Exercise material =>
>>>

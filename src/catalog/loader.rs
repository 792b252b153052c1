//! Dataset loading: raw catalog files and pre-resolved CSV files.
//!
//! The CSV layout is `Name,Year,Location,Coordinates` with coordinates as a
//! literal `(lat, lon)` pair. Extra columns (e.g. an unnamed index) are
//! ignored on read.

use super::error::{CatalogError, Result};
use super::parser::{parse_catalog, DEFAULT_HEADER_LINES};
use super::record::FilmRecord;
use crate::location::Coordinate;
use serde::{Deserialize, Serialize};
use std::fs::File;
use std::io::{self, BufReader};
use std::path::{Path, PathBuf};
use tracing::{debug, info, warn};

const REQUIRED_COLUMNS: [&str; 4] = ["Name", "Year", "Location", "Coordinates"];

/// Options for reading a dataset.
#[derive(Debug, Clone)]
pub struct CatalogOptions {
    /// Fixed header lines to skip in a raw catalog.
    pub header_lines: usize,
    /// Stop after this many usable records.
    pub limit: Option<usize>,
}

impl Default for CatalogOptions {
    fn default() -> Self {
        Self {
            header_lines: DEFAULT_HEADER_LINES,
            limit: None,
        }
    }
}

/// Usable records plus the number of malformed lines/rows left out.
#[derive(Debug, Clone, Default)]
pub struct Dataset {
    pub records: Vec<FilmRecord>,
    pub skipped: usize,
}

impl Dataset {
    pub fn len(&self) -> usize {
        self.records.len()
    }

    pub fn is_empty(&self) -> bool {
        self.records.is_empty()
    }
}

/// Where a dataset comes from.
#[derive(Debug, Clone, PartialEq, Eq)]
pub enum Source {
    /// Raw tab-separated catalog; coordinates resolved on demand.
    Raw(PathBuf),
    /// CSV written by [`write_resolved`]; coordinates already attached.
    Resolved(PathBuf),
}

impl Source {
    pub fn path(&self) -> &Path {
        match self {
            Self::Raw(p) | Self::Resolved(p) => p,
        }
    }
}

fn open(path: &Path) -> Result<File> {
    File::open(path).map_err(|e| match e.kind() {
        io::ErrorKind::NotFound => CatalogError::NotFound(path.to_path_buf()),
        _ => CatalogError::Io(e),
    })
}

/// Read a raw catalog file.
pub fn load_raw(path: &Path, opts: &CatalogOptions) -> Result<Dataset> {
    let file = open(path)?;
    let dataset = parse_catalog(BufReader::new(file), opts)?;
    info!(
        path = %path.display(),
        records = dataset.len(),
        skipped = dataset.skipped,
        "loaded catalog"
    );
    Ok(dataset)
}

#[derive(Deserialize)]
struct ResolvedRow {
    #[serde(rename = "Name")]
    name: String,
    #[serde(rename = "Year")]
    year: String,
    #[serde(rename = "Location")]
    location: String,
    #[serde(rename = "Coordinates")]
    coordinates: String,
}

#[derive(Serialize)]
struct ResolvedRowRef<'a> {
    #[serde(rename = "Name")]
    name: &'a str,
    #[serde(rename = "Year")]
    year: u16,
    #[serde(rename = "Location")]
    location: &'a str,
    #[serde(rename = "Coordinates")]
    coordinates: String,
}

impl ResolvedRow {
    fn into_record(self) -> std::result::Result<FilmRecord, String> {
        let year = parse_year(&self.year).ok_or_else(|| format!("bad year '{}'", self.year))?;
        if self.location.trim().is_empty() {
            return Err("empty location".into());
        }
        let coordinates: Coordinate = self.coordinates.parse().map_err(|e| format!("{}", e))?;
        Ok(FilmRecord::new(self.name, year, self.location).with_coordinates(coordinates))
    }
}

/// "1999", or "1999.0" as written by tools that stored the year as a float.
fn parse_year(s: &str) -> Option<u16> {
    let s = s.trim();
    let digits = s.strip_suffix(".0").unwrap_or(s);
    if digits.len() != 4 {
        return None;
    }
    digits.parse().ok()
}

/// Read a pre-resolved CSV dataset. Rows that fail to parse are skipped and
/// counted; a missing file or missing column is an error.
pub fn load_resolved(path: &Path, opts: &CatalogOptions) -> Result<Dataset> {
    let file = open(path)?;
    let mut reader = csv::ReaderBuilder::new()
        .has_headers(true)
        .flexible(true)
        .trim(csv::Trim::Headers)
        .from_reader(BufReader::new(file));

    let headers = reader.headers()?.clone();
    for column in REQUIRED_COLUMNS {
        if !headers.iter().any(|h| h == column) {
            return Err(CatalogError::MissingColumn(column));
        }
    }

    let mut dataset = Dataset::default();
    for (idx, row) in reader.deserialize::<ResolvedRow>().enumerate() {
        let parsed = row
            .map_err(|e| e.to_string())
            .and_then(ResolvedRow::into_record);
        match parsed {
            Ok(record) => {
                dataset.records.push(record);
                if opts.limit.is_some_and(|n| dataset.records.len() >= n) {
                    break;
                }
            }
            Err(reason) => {
                // +2: header line and 1-based numbering
                debug!(row = idx + 2, reason = %reason, "skipping malformed dataset row");
                dataset.skipped += 1;
            }
        }
    }

    info!(
        path = %path.display(),
        records = dataset.len(),
        skipped = dataset.skipped,
        "loaded resolved dataset"
    );
    Ok(dataset)
}

/// Write records in the pre-resolved CSV layout. Records without coordinates
/// are written with the sentinel so the file stays loadable.
pub fn write_resolved(path: &Path, records: &[FilmRecord]) -> Result<()> {
    let mut writer = csv::Writer::from_path(path)?;
    for record in records {
        writer.serialize(ResolvedRowRef {
            name: &record.name,
            year: record.year,
            location: &record.location,
            coordinates: record.coordinates.unwrap_or(Coordinate::SENTINEL).to_string(),
        })?;
    }
    writer.flush()?;
    info!(path = %path.display(), records = records.len(), "wrote resolved dataset");
    Ok(())
}

/// Load from `source`, degrading to an empty dataset (with a warning) when
/// the source is missing or unreadable. Downstream always gets a dataset.
pub fn load_or_empty(source: &Source, opts: &CatalogOptions) -> Dataset {
    let loaded = match source {
        Source::Raw(path) => load_raw(path, opts),
        Source::Resolved(path) => load_resolved(path, opts),
    };
    loaded.unwrap_or_else(|e| {
        warn!(
            path = %source.path().display(),
            error = %e,
            "could not load dataset, continuing with none"
        );
        Dataset::default()
    })
}

#[cfg(test)]
mod tests {
    use super::*;
    use std::fs;
    use tempfile::TempDir;

    fn write(dir: &TempDir, name: &str, body: &str) -> PathBuf {
        let path = dir.path().join(name);
        fs::write(&path, body).unwrap();
        path
    }

    #[test]
    fn test_load_resolved() {
        let dir = TempDir::new().unwrap();
        let path = write(
            &dir,
            "films.csv",
            "Name,Year,Location,Coordinates\n\
             Shadows,1965,\"Kosiv, Ukraine\",\"(48.3157, 25.0954)\"\n\
             Nowhere,1965,Atlantis,\"(-69.0, -179.0)\"\n",
        );

        let ds = load_resolved(&path, &CatalogOptions::default()).unwrap();
        assert_eq!(ds.len(), 2);
        assert_eq!(ds.records[0].location, "Kosiv, Ukraine");
        assert_eq!(ds.records[0].coordinates, Some(Coordinate::new(48.3157, 25.0954)));
        assert_eq!(ds.records[1].coordinates, Some(Coordinate::SENTINEL));
    }

    #[test]
    fn test_load_resolved_ignores_index_column() {
        let dir = TempDir::new().unwrap();
        let path = write(
            &dir,
            "films.csv",
            ",Name,Year,Location,Coordinates\n\
             0,Shadows,1965,\"Kosiv, Ukraine\",\"(48.3157, 25.0954)\"\n",
        );

        let ds = load_resolved(&path, &CatalogOptions::default()).unwrap();
        assert_eq!(ds.len(), 1);
        assert_eq!(ds.records[0].year, 1965);
    }

    #[test]
    fn test_load_resolved_skips_bad_rows() {
        let dir = TempDir::new().unwrap();
        let path = write(
            &dir,
            "films.csv",
            "Name,Year,Location,Coordinates\n\
             Good,2001,Lviv,\"(49.8, 24.0)\"\n\
             BadYear,20x1,Lviv,\"(49.8, 24.0)\"\n\
             BadCoords,2001,Lviv,\"os.system('rm -rf /')\"\n\
             NoLocation,2001,,\"(49.8, 24.0)\"\n\
             FloatYear,2002.0,Kyiv,\"(50.4, 30.5)\"\n",
        );

        let ds = load_resolved(&path, &CatalogOptions::default()).unwrap();
        let names: Vec<_> = ds.records.iter().map(|r| r.name.as_str()).collect();
        assert_eq!(names, vec!["Good", "FloatYear"]);
        assert_eq!(ds.skipped, 3);
    }

    #[test]
    fn test_load_resolved_padded_headers() {
        let dir = TempDir::new().unwrap();
        let path = write(
            &dir,
            "films.csv",
            " Name, Year ,Location ,Coordinates\n\
             Shadows,1965,Kosiv,\"(48.3157, 25.0954)\"\n",
        );

        let ds = load_resolved(&path, &CatalogOptions::default()).unwrap();
        assert_eq!(ds.len(), 1);
        assert_eq!(ds.skipped, 0);
        assert_eq!(ds.records[0].name, "Shadows");
        assert_eq!(ds.records[0].coordinates, Some(Coordinate::new(48.3157, 25.0954)));
    }

    #[test]
    fn test_load_resolved_missing_column() {
        let dir = TempDir::new().unwrap();
        let path = write(&dir, "films.csv", "Name,Year,Location\nA,1999,Lviv\n");

        assert!(matches!(
            load_resolved(&path, &CatalogOptions::default()),
            Err(CatalogError::MissingColumn("Coordinates"))
        ));
    }

    #[test]
    fn test_missing_file_is_not_found() {
        let dir = TempDir::new().unwrap();
        let path = dir.path().join("absent.list");
        assert!(matches!(
            load_raw(&path, &CatalogOptions::default()),
            Err(CatalogError::NotFound(_))
        ));
        assert!(matches!(
            load_resolved(&path, &CatalogOptions::default()),
            Err(CatalogError::NotFound(_))
        ));
    }

    #[test]
    fn test_load_or_empty_degrades() {
        let missing = Source::Raw(PathBuf::from("/nonexistent/locations.list"));
        let ds = load_or_empty(&missing, &CatalogOptions::default());
        assert!(ds.is_empty());

        let ds = load_or_empty(&Source::Resolved(PathBuf::from("")), &CatalogOptions::default());
        assert!(ds.is_empty());
    }

    #[test]
    fn test_load_raw_from_disk() {
        let dir = TempDir::new().unwrap();
        let header: String = (0..DEFAULT_HEADER_LINES).map(|_| "CRC: 0x00\n").collect();
        let body = format!("{}Film (1999)\tLviv, Ukraine\n", header);
        let path = write(&dir, "locations.list", &body);

        let ds = load_raw(&path, &CatalogOptions::default()).unwrap();
        assert_eq!(ds.records, vec![FilmRecord::new("Film", 1999, "Lviv, Ukraine")]);
    }

    #[test]
    fn test_write_then_load() {
        let dir = TempDir::new().unwrap();
        let path = dir.path().join("out.csv");
        let records = vec![
            FilmRecord::new("\"Quoted, Title\"", 1999, "Lviv, Ukraine")
                .with_coordinates(Coordinate::new(49.84, 24.03)),
            FilmRecord::new("Unresolved", 2000, "Somewhere"),
        ];
        write_resolved(&path, &records).unwrap();

        let text = fs::read_to_string(&path).unwrap();
        assert!(text.starts_with("Name,Year,Location,Coordinates\n"));

        let ds = load_resolved(&path, &CatalogOptions::default()).unwrap();
        assert_eq!(ds.records, records);
        assert_eq!(ds.records[0].coordinates, Some(Coordinate::new(49.84, 24.03)));
        assert_eq!(ds.records[1].coordinates, Some(Coordinate::SENTINEL));
    }
}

<<<

Problem details =>
Looking at the records above, which lines contain "writer"? Copy those lines.

Solution =>
    let mut writer = csv::Writer::from_path(path)?;
        writer.serialize(ResolvedRowRef {
    writer.flush()?;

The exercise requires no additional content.